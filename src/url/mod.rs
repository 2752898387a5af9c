//! URL handling module for Linkweave
//!
//! This module turns user input into canonical absolute URLs, resolves
//! extracted references against the page they came from, and answers
//! same-origin questions for the crawl filter.

mod normalize;
mod origin;

// Re-export main functions
pub use normalize::{is_web_url, normalize_url, resolve_link};
pub use origin::{matches_origin, same_origin};
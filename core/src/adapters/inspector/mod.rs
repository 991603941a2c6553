//! Port inspector adapters.
//!
//! Platform-specific scans of the listening TCP socket table. The parsers
//! are compiled on every platform so captured outputs can be tested
//! anywhere; only the dispatch below is platform-gated.

mod darwin;
mod linux;
mod utils;
mod windows;

use std::future::Future;

use crate::domain::{ListeningSocket, PortBinding};
use crate::error::Result;
use crate::ports::PortInspectorPort;

/// The main port inspector that uses platform-specific implementations.
pub struct PortInspector {
    #[cfg(target_os = "macos")]
    inner: darwin::DarwinScanner,

    #[cfg(target_os = "linux")]
    inner: linux::LinuxScanner,

    #[cfg(target_os = "windows")]
    inner: windows::WindowsScanner,
}

impl PortInspector {
    /// Create a new port inspector for the current platform.
    pub fn new() -> Self {
        Self {
            #[cfg(target_os = "macos")]
            inner: darwin::DarwinScanner::new(),

            #[cfg(target_os = "linux")]
            inner: linux::LinuxScanner::new(),

            #[cfg(target_os = "windows")]
            inner: windows::WindowsScanner::new(),
        }
    }

    /// Scan all listening TCP sockets.
    pub async fn scan(&self) -> Result<Vec<ListeningSocket>> {
        self.inner.scan().await
    }
}

impl Default for PortInspector {
    fn default() -> Self {
        Self::new()
    }
}

impl PortInspectorPort for PortInspector {
    async fn inspect(&self, port: u16) -> Result<PortBinding> {
        let sockets = self.inner.scan().await?;
        Ok(PortBinding::from_sockets(port, &sockets))
    }
}

/// Internal trait for platform-specific implementations.
trait Scanner: Send + Sync {
    fn scan(&self) -> impl Future<Output = Result<Vec<ListeningSocket>>> + Send;
}
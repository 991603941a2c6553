//! macOS port scanner implementation using lsof.

#![cfg_attr(not(target_os = "macos"), allow(dead_code))]

use std::collections::HashSet;

use crate::domain::ListeningSocket;
use crate::error::Result;

use super::utils::{parse_address, run_scan_command_accepting};
use super::Scanner;

/// macOS-specific port scanner using lsof.
pub struct DarwinScanner;

impl DarwinScanner {
    /// Create a new macOS scanner.
    pub fn new() -> Self {
        Self
    }

    /// Parse lsof output into listening sockets.
    fn parse_lsof_output(output: &str) -> Vec<ListeningSocket> {
        let mut sockets = Vec::new();
        let mut seen: HashSet<(u16, u32)> = HashSet::new();

        for line in output.lines().skip(1) {
            let components: Vec<&str> = line.split_whitespace().collect();
            if components.len() < 9 {
                continue;
            }

            let process_name = components[0].replace("\\x20", " ").replace("\\x2f", "/");

            let pid: u32 = match components[1].parse() {
                Ok(p) => p,
                Err(_) => continue,
            };

            // NAME column, e.g. "*:5555" followed by "(LISTEN)"
            let Some(address_part) = components[8..]
                .iter()
                .rev()
                .find(|c| c.contains(':') && !c.starts_with("0x") && !c.starts_with("0t"))
            else {
                continue;
            };

            let Some((address, port)) = parse_address(address_part) else {
                continue;
            };

            if !seen.insert((port, pid)) {
                continue;
            }

            sockets.push(
                ListeningSocket::new(port, Some(pid), address).with_process_name(process_name),
            );
        }

        sockets.sort_by_key(|s| s.port);
        sockets
    }
}

impl Default for DarwinScanner {
    fn default() -> Self {
        Self::new()
    }
}

impl Scanner for DarwinScanner {
    async fn scan(&self) -> Result<Vec<ListeningSocket>> {
        // lsof exits 1 when nothing matches; empty output is a valid answer
        let stdout = run_scan_command_accepting(
            "/usr/sbin/lsof",
            &["-iTCP", "-sTCP:LISTEN", "-P", "-n", "+c", "0"],
            &[0, 1],
        )
        .await?;
        Ok(Self::parse_lsof_output(&stdout))
    }
}
//! Example: Show every listening socket and the binding of one port.
//!
//! Usage:
//!   cargo run --example inspect_port          # Inspect port 5555
//!   cargo run --example inspect_port -- 8080  # Inspect another port

use portkeeper_core::adapters::PortInspector;
use portkeeper_core::ports::PortInspectorPort;

#[tokio::main(flavor = "current_thread")]
async fn main() {
    let port: u16 = match std::env::args().nth(1) {
        Some(arg) => match arg.parse() {
            Ok(port) => port,
            Err(_) => {
                eprintln!("Invalid port: {}", arg);
                return;
            }
        },
        None => 5555,
    };

    let inspector = PortInspector::new();

    match inspector.scan().await {
        Ok(sockets) => {
            println!("{:<6} {:<8} {:<20} ADDRESS", "PORT", "PID", "PROCESS");
            println!("{}", "-".repeat(60));
            for socket in &sockets {
                println!(
                    "{:<6} {:<8} {:<20} {}",
                    socket.port,
                    socket.pid.map(|p| p.to_string()).unwrap_or_else(|| "?".to_string()),
                    socket.process_name.as_deref().unwrap_or("unknown"),
                    socket.address
                );
            }
            println!("\nTotal: {} listening sockets\n", sockets.len());
        }
        Err(e) => {
            eprintln!("Error scanning ports: {}", e);
            return;
        }
    }

    match inspector.find_owner(port).await {
        Ok(Some(pid)) => println!("Port {} is owned by PID {}", port, pid),
        Ok(None) if inspector.is_listening(port).await => {
            println!("Port {} is listening, owner unknown", port)
        }
        Ok(None) => println!("Port {} is free", port),
        Err(e) => eprintln!("Error inspecting port {}: {}", port, e),
    }
}
//! Status command - port-only view of the supervised port.

use anyhow::Result;
use portkeeper_core::adapters::PortInspector;
use portkeeper_core::ports::PortInspectorPort;
use portkeeper_core::{ConfigStore, ServiceStatus};

use super::{load_config, Overrides, Reply};

/// Report whether anything listens on the configured port.
///
/// A one-shot process owns no handle, so this is the externally visible
/// state: running iff the port is listening.
pub async fn run(store: &ConfigStore, overrides: &Overrides, json: bool) -> Result<bool> {
    let config = load_config(store, overrides).await?;
    let binding = PortInspector::new().inspect(config.port).await?;

    let status = if binding.occupied {
        ServiceStatus::Running
    } else {
        ServiceStatus::Stopped
    };

    Reply::status(config.port, status, binding.owner_pid).print(json)?;
    Ok(true)
}
//! Check command - probe the managed executable.

use anyhow::Result;
use portkeeper_core::{ConfigStore, DefaultSupervisor};

use super::{load_config, Overrides, Reply};

pub async fn run(store: &ConfigStore, overrides: &Overrides, json: bool) -> Result<bool> {
    let config = load_config(store, overrides).await?;
    let report = DefaultSupervisor::with_defaults(config).check_installation().await;

    let ok = report.is_ok();
    Reply::installation(report).print(json)?;
    Ok(ok)
}
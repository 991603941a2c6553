//! Supervisor configuration.
//!
//! Stored as JSON at `~/.portkeeper/config.json`. Every field has a default,
//! so a missing file or a partial file both load.

use std::path::{Path, PathBuf};
use std::time::Duration;

use serde::{Deserialize, Serialize};
use tokio::fs;
use tokio::io::AsyncWriteExt;

use crate::error::{Error, Result};

/// Settings for one supervised server.
#[derive(Debug, Clone, PartialEq, Eq, Serialize, Deserialize)]
#[serde(rename_all = "camelCase")]
pub struct SupervisorConfig {
    /// TCP port the managed server listens on.
    #[serde(default = "default_port")]
    pub port: u16,

    /// Executable name, resolved on the search path.
    #[serde(default = "default_executable")]
    pub executable: String,

    /// File name the startup script is written to.
    #[serde(default = "default_script_file_name")]
    pub script_file_name: String,

    /// Directory for the startup script. OS temp dir when unset.
    #[serde(default, skip_serializing_if = "Option::is_none")]
    pub script_dir: Option<PathBuf>,

    /// How long a fresh launch must survive to count as started.
    #[serde(default = "default_launch_window_ms")]
    pub launch_window_ms: u64,

    /// Wait after killing a port occupant.
    #[serde(default = "default_eviction_settle_ms")]
    pub eviction_settle_ms: u64,

    /// Wait after stopping our own instance during a force start.
    #[serde(default = "default_stop_settle_ms")]
    pub stop_settle_ms: u64,

    /// Wait between stop and launch on restart.
    #[serde(default = "default_restart_settle_ms")]
    pub restart_settle_ms: u64,

    /// Arguments for the installation probe.
    #[serde(default = "default_install_probe_args")]
    pub install_probe_args: Vec<String>,
}

fn default_port() -> u16 {
    5555
}

fn default_executable() -> String {
    "q".to_string()
}

fn default_script_file_name() -> String {
    "kdb_ws_init.q".to_string()
}

fn default_launch_window_ms() -> u64 {
    2000
}

fn default_eviction_settle_ms() -> u64 {
    2000
}

fn default_stop_settle_ms() -> u64 {
    1000
}

fn default_restart_settle_ms() -> u64 {
    2000
}

fn default_install_probe_args() -> Vec<String> {
    ["-q", "-c", "2+2"].iter().map(|s| s.to_string()).collect()
}

impl Default for SupervisorConfig {
    fn default() -> Self {
        Self {
            port: default_port(),
            executable: default_executable(),
            script_file_name: default_script_file_name(),
            script_dir: None,
            launch_window_ms: default_launch_window_ms(),
            eviction_settle_ms: default_eviction_settle_ms(),
            stop_settle_ms: default_stop_settle_ms(),
            restart_settle_ms: default_restart_settle_ms(),
            install_probe_args: default_install_probe_args(),
        }
    }
}

impl SupervisorConfig {
    /// Reject settings the supervisor cannot work with.
    pub fn validate(&self) -> Result<()> {
        if self.port == 0 {
            return Err(Error::Config("port must be between 1 and 65535".to_string()));
        }
        if self.executable.trim().is_empty() {
            return Err(Error::Config("executable must not be empty".to_string()));
        }
        if self.script_file_name.trim().is_empty() {
            return Err(Error::Config("scriptFileName must not be empty".to_string()));
        }
        if Path::new(&self.script_file_name).file_name()
            != Some(std::ffi::OsStr::new(&self.script_file_name))
        {
            return Err(Error::Config(format!(
                "scriptFileName must be a plain file name, got '{}'",
                self.script_file_name
            )));
        }
        Ok(())
    }

    /// Directory the startup script is written to.
    pub fn script_dir(&self) -> PathBuf {
        self.script_dir.clone().unwrap_or_else(std::env::temp_dir)
    }

    pub fn launch_window(&self) -> Duration {
        Duration::from_millis(self.launch_window_ms)
    }

    pub fn eviction_settle(&self) -> Duration {
        Duration::from_millis(self.eviction_settle_ms)
    }

    pub fn stop_settle(&self) -> Duration {
        Duration::from_millis(self.stop_settle_ms)
    }

    pub fn restart_settle(&self) -> Duration {
        Duration::from_millis(self.restart_settle_ms)
    }

    /// Set one field from its JSON key and a textual value.
    pub fn set(&mut self, key: &str, value: &str) -> Result<()> {
        let mut next = self.clone();
        let invalid = |e: &dyn std::fmt::Display| {
            Error::Config(format!("invalid value '{}' for {}: {}", value, key, e))
        };

        match key {
            "port" => next.port = value.parse().map_err(|e| invalid(&e))?,
            "executable" => next.executable = value.to_string(),
            "scriptFileName" => next.script_file_name = value.to_string(),
            "scriptDir" => {
                next.script_dir = if value.is_empty() {
                    None
                } else {
                    Some(PathBuf::from(value))
                }
            }
            "launchWindowMs" => next.launch_window_ms = value.parse().map_err(|e| invalid(&e))?,
            "evictionSettleMs" => {
                next.eviction_settle_ms = value.parse().map_err(|e| invalid(&e))?
            }
            "stopSettleMs" => next.stop_settle_ms = value.parse().map_err(|e| invalid(&e))?,
            "restartSettleMs" => {
                next.restart_settle_ms = value.parse().map_err(|e| invalid(&e))?
            }
            "installProbeArgs" => {
                next.install_probe_args = value.split_whitespace().map(str::to_string).collect()
            }
            other => return Err(Error::Config(format!("unknown config key '{}'", other))),
        }

        next.validate()?;
        *self = next;
        Ok(())
    }
}

/// Configuration store backed by a JSON file.
pub struct ConfigStore {
    config_path: PathBuf,
}

impl ConfigStore {
    /// Create a store at the default path, `~/.portkeeper/config.json`.
    pub fn new() -> Result<Self> {
        let home = dirs::home_dir()
            .ok_or_else(|| Error::Config("Could not determine home directory".to_string()))?;

        Ok(Self {
            config_path: home.join(".portkeeper").join("config.json"),
        })
    }

    /// Create a store at a custom path.
    pub fn with_path(config_path: PathBuf) -> Self {
        Self { config_path }
    }

    pub fn config_path(&self) -> &Path {
        &self.config_path
    }

    /// Load configuration from disk.
    ///
    /// Returns the default config if the file doesn't exist.
    pub async fn load(&self) -> Result<SupervisorConfig> {
        let content = match fs::read_to_string(&self.config_path).await {
            Ok(content) => content,
            Err(e) if e.kind() == std::io::ErrorKind::NotFound => {
                return Ok(SupervisorConfig::default())
            }
            Err(e) => return Err(Error::Config(format!("Failed to read config: {}", e))),
        };

        let config: SupervisorConfig = serde_json::from_str(&content)
            .map_err(|e| Error::Config(format!("Failed to parse config: {}", e)))?;
        config.validate()?;
        Ok(config)
    }

    /// Save configuration to disk, creating the directory if needed.
    pub async fn save(&self, config: &SupervisorConfig) -> Result<()> {
        config.validate()?;

        if let Some(config_dir) = self.config_path.parent() {
            fs::create_dir_all(config_dir)
                .await
                .map_err(|e| Error::Config(format!("Failed to create config directory: {}", e)))?;
        }

        let content = serde_json::to_string_pretty(config)?;

        // Write to a temp file then rename so readers never see a partial file
        let temp_path = self.config_path.with_extension("json.tmp");

        let mut file = fs::File::create(&temp_path)
            .await
            .map_err(|e| Error::Config(format!("Failed to create temp config file: {}", e)))?;

        file.write_all(content.as_bytes())
            .await
            .map_err(|e| Error::Config(format!("Failed to write config: {}", e)))?;

        file.sync_all()
            .await
            .map_err(|e| Error::Config(format!("Failed to sync config: {}", e)))?;

        fs::rename(&temp_path, &self.config_path)
            .await
            .map_err(|e| Error::Config(format!("Failed to rename config file: {}", e)))?;

        Ok(())
    }
}
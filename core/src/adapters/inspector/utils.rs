use std::process::Stdio;

use tokio::process::Command;

use crate::error::{Error, Result};

/// Parse an address:port string.
///
/// Handles multiple address formats:
/// - IPv4: "127.0.0.1:3000" or "*:8080"
/// - IPv6: "\[::1]:3000", "\[fe80::1%lo0]:8080" or unbracketed ":::22" (netstat)
///
/// Brackets are stripped and "0.0.0.0" is reported as "*".
pub fn parse_address(address: &str) -> Option<(String, u16)> {
    if let Some(rest) = address.strip_prefix('[') {
        // IPv6 format: [::1]:3000
        let bracket_end = rest.find(']')?;
        let port_str = rest[bracket_end + 1..].strip_prefix(':')?;
        let port: u16 = port_str.parse().ok()?;
        return Some((rest[..bracket_end].to_string(), port));
    }

    let last_colon = address.rfind(':')?;
    let addr = &address[..last_colon];
    let port: u16 = address[last_colon + 1..].parse().ok()?;
    let addr = match addr {
        "" | "0.0.0.0" => "*",
        other => other,
    };
    Some((addr.to_string(), port))
}

/// Run a scan command and return its standard output.
///
/// A non-zero exit is a failed scan, never an empty socket table.
pub async fn run_scan_command(program: &str, args: &[&str]) -> Result<String> {
    run_scan_command_accepting(program, args, &[0]).await
}

/// Run a scan command that may exit with one of `accepted` codes.
pub async fn run_scan_command_accepting(
    program: &str,
    args: &[&str],
    accepted: &[i32],
) -> Result<String> {
    let output = Command::new(program)
        .args(args)
        .stdout(Stdio::piped())
        .stderr(Stdio::piped())
        .output()
        .await
        .map_err(|e| Error::InspectionFailed(format!("failed to run {}: {}", program, e)))?;

    if !output.status.code().is_some_and(|code| accepted.contains(&code)) {
        let stderr = String::from_utf8_lossy(&output.stderr);
        return Err(Error::InspectionFailed(format!(
            "{} failed ({}): {}",
            program,
            output.status,
            stderr.trim()
        )));
    }

    String::from_utf8(output.stdout).map_err(|e| {
        Error::InspectionFailed(format!("invalid UTF-8 in {} output: {}", program, e))
    })
}

#[cfg(test)]
mod tests {
    use super::*;

    #[test]
    fn test_parse_ipv4_address() {
        assert_eq!(parse_address("127.0.0.1:3000"), Some(("127.0.0.1".to_string(), 3000)));
        assert_eq!(parse_address("*:8080"), Some(("*".to_string(), 8080)));
        assert_eq!(parse_address("0.0.0.0:5555"), Some(("*".to_string(), 5555)));
    }

    #[test]
    fn test_parse_ipv6_address() {
        assert_eq!(parse_address("[::1]:3000"), Some(("::1".to_string(), 3000)));
        assert_eq!(parse_address("[::]:445"), Some(("::".to_string(), 445)));
        assert_eq!(
            parse_address("[::ffff:127.0.0.1]:63342"),
            Some(("::ffff:127.0.0.1".to_string(), 63342))
        );
        assert_eq!(parse_address(":::22"), Some(("::".to_string(), 22)));
    }

    #[test]
    fn test_parse_invalid_address() {
        assert_eq!(parse_address("*:*"), None);
        assert_eq!(parse_address("[::1]"), None);
        assert_eq!(parse_address("no-port"), None);
        assert_eq!(parse_address("127.0.0.1:70000"), None);
    }

    #[cfg(unix)]
    #[tokio::test]
    async fn test_run_scan_command_exit_status() {
        let out = run_scan_command("sh", &["-c", "echo LISTEN"]).await.unwrap();
        assert_eq!(out, "LISTEN\n");

        let err = run_scan_command("sh", &["-c", "echo 'bad option' >&2; exit 2"])
            .await
            .unwrap_err();
        assert!(matches!(err, Error::InspectionFailed(_)));
        assert!(err.to_string().contains("bad option"));

        // lsof style: exit 1 with nothing to report
        let out = run_scan_command_accepting("sh", &["-c", "exit 1"], &[0, 1])
            .await
            .unwrap();
        assert!(out.is_empty());
        assert!(run_scan_command_accepting("sh", &["-c", "exit 2"], &[0, 1]).await.is_err());
    }

    #[tokio::test]
    async fn test_run_scan_command_missing_program() {
        let err = run_scan_command("portkeeper-missing-scanner", &[]).await.unwrap_err();
        assert!(matches!(err, Error::InspectionFailed(_)));
    }
}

-=-=-

Required work ::
Where does the word "trim" appear in the material above? Copy every line that holds it.

Result of this exercise ::
        if self.executable.trim().is_empty() {
        if self.script_file_name.trim().is_empty() {
            stderr.trim()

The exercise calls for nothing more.